A figura religiosa no caso de canudos esteve na pessoa de Antônio Conselheiro, que sua mensagem anunciava a proximidade de um tempo de recompensa e gozo, onde seria preciso preparar o caminho para o retorno do Rei Dom Sebastião, Português, desaparecido na batalha de Alcácer-quibir, prescindindo a instalação do tempo de paz Milenar. Assim o Messianismo não atacava a religião cristã, apenas pretendia estabelecer a paz no meio rústico rural.

"Apareceu no sertão do norte um indivíduo, que se diz chamar Antônio Conselheiro, e que exerce grande influencia no espírito das classes populares servindo-se de seu exterior misterioso e costumes ascéticos, com que impõe à ignorância e à simplicidade. Deixou crescer a barba e cabelos, veste uma túnica de algodão e alimenta-se tenuamente, sendo quase uma múmia. Acompanhado de duas professas, vive a rezar terços e ladainhas e a pregar e a dar conselhos às multidões, que reúne, onde lhe permitem os párocos; e, movendo sentimentos religiosos, vai arrebanhando o povo e guindo-o a seu gosto. Revela ser homem inteligente, mas sem cultura".( CUNHA1984)
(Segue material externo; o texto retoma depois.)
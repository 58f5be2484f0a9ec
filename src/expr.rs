//! # Krikata Expressions
//!
//! A language is a graph of expressions. Every expression has a type tag,
//! contributes rules to the grammar, and parses from a [`Cursor`].
//!
//! ## Module Structure
//!
//! - **`primitive`**: terminals that convert exactly one token
//! - **`funct`**: keyword rules with typed argument lists
//! - **`dispatch`**: named types choosing a rule by keyword, with a default
//! - **`repeat`**: zero-or-more repetition, run in sequence or joined
//!
//! Expressions are cheap handles over reference-counted cores, so the same
//! expression can appear at any number of places in the graph, itself
//! included.

use std::fmt;
use std::rc::Rc;

use crate::errors::Result;
use crate::exec::ParseResult;
use crate::grammar::{Grammar, Sym};
use crate::syntax::Cursor;

pub mod dispatch;
pub mod funct;
pub mod primitive;
pub mod repeat;

pub use dispatch::{Dispatch, Type};
pub use funct::{constant, constant_async, try_constant, ArgList, Func, Funct, FunctParse};
pub use primitive::{Primitive, Primitives};
pub use repeat::{Parallel, Repeat};

// ============================================================================
// CORE TRAITS
// ============================================================================

/// The part of an expression that does not depend on its result type.
///
/// Grammar derivation walks the graph through this trait, because the
/// children of one node generally produce different types.
pub trait GrammarNode {
    /// Identifier used in error messages and as the grammar key.
    fn tag(&self) -> &str;

    /// Adds this node's rules to `grammar`, then visits referenced nodes.
    /// Must return early when the tag is already registered.
    fn grammar(&self, grammar: &mut Grammar);
}

pub trait Expression<R>: GrammarNode {
    fn parse(&self, cursor: &mut Cursor) -> Result<ParseResult<R>>;
}

// ============================================================================
// ERASED HANDLE
// ============================================================================

/// Type-erased handle to any expression producing `R`.
pub struct Expr<R> {
    parser: Rc<dyn Expression<R>>,
    node: Rc<dyn GrammarNode>,
}

impl<R> Clone for Expr<R> {
    fn clone(&self) -> Self {
        Self {
            parser: Rc::clone(&self.parser),
            node: Rc::clone(&self.node),
        }
    }
}

impl<R: 'static> Expr<R> {
    pub fn new<E: Expression<R> + 'static>(expr: Rc<E>) -> Self {
        let node: Rc<dyn GrammarNode> = expr.clone();
        Self { parser: expr, node }
    }

    pub fn tag(&self) -> &str {
        self.node.tag()
    }

    pub fn grammar(&self, grammar: &mut Grammar) {
        self.node.grammar(grammar);
    }

    pub fn parse(&self, cursor: &mut Cursor) -> Result<ParseResult<R>> {
        self.parser.parse(cursor)
    }

    pub fn node(&self) -> Rc<dyn GrammarNode> {
        Rc::clone(&self.node)
    }

    /// The grammar symbol other rules use to refer to this expression.
    pub fn sym(&self) -> Sym {
        Sym::Type(self.tag().to_string())
    }
}

impl<R> fmt::Debug for Expr<R> {
    fn fmt(&self, f: &mut fmt::Formatter<'_>) -> fmt::Result {
        f.debug_tuple("Expr").field(&self.node.tag()).finish()
    }
}

/// Conversion into an [`Expr`], implemented for every expression handle and
/// for references to them.
pub trait IntoExpr {
    type Output: 'static;

    fn into_expr(self) -> Expr<Self::Output>;
}

impl<R: 'static> IntoExpr for Expr<R> {
    type Output = R;

    fn into_expr(self) -> Expr<R> {
        self
    }
}

impl<R: 'static> IntoExpr for &Expr<R> {
    type Output = R;

    fn into_expr(self) -> Expr<R> {
        self.clone()
    }
}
Os traços da Comunidade sertaneja está totalmente ligada ao Messianismo, os casebres, fazendas, rancharias etc. remetem o estilo de vida e crença destes sertanejos. Os altares nas salas, as cruzes nas portas, os trejeitos e sobretudo a superstição. Além disso o Messianismo, em geral, criou uma hierarquia social de  comportamento social intrínseco, onde os que aparentam ser sábios são poderosos, os que sabem rezar merecem respeito e  a ajuda mútua é característica presente. Esse perfil foi empreendido pela massa, incompreendidos pensavam, e pensam um estilo de vida ligado ao comunismo primitivo , o mesmo que foi aniquilado pelo Governo no fim do século XIX.

Referências

ALBUQUERQUE Jr., Durval Muniz de. A Invenção do Nordeste e outras artes. São Paulo: Cortez. 2001.
________Nordestino, uma invenção do falo, uma história
do gênero masculino (Nordeste 1920 1940). Maceió: Catavento. 2003.
GALVÃO, Walnice Nogueira. Euclides da Cunha: Os Sertões In MOTA, Lourenço
DANTAS (org.) Introdução ao Brasil. Um banquete no trópico. São Paulo: Senac, 1999.
 CUNHA, Euclides da. Os Sertões. São Paulo: Três, 1984 (Biblioteca do Estudante).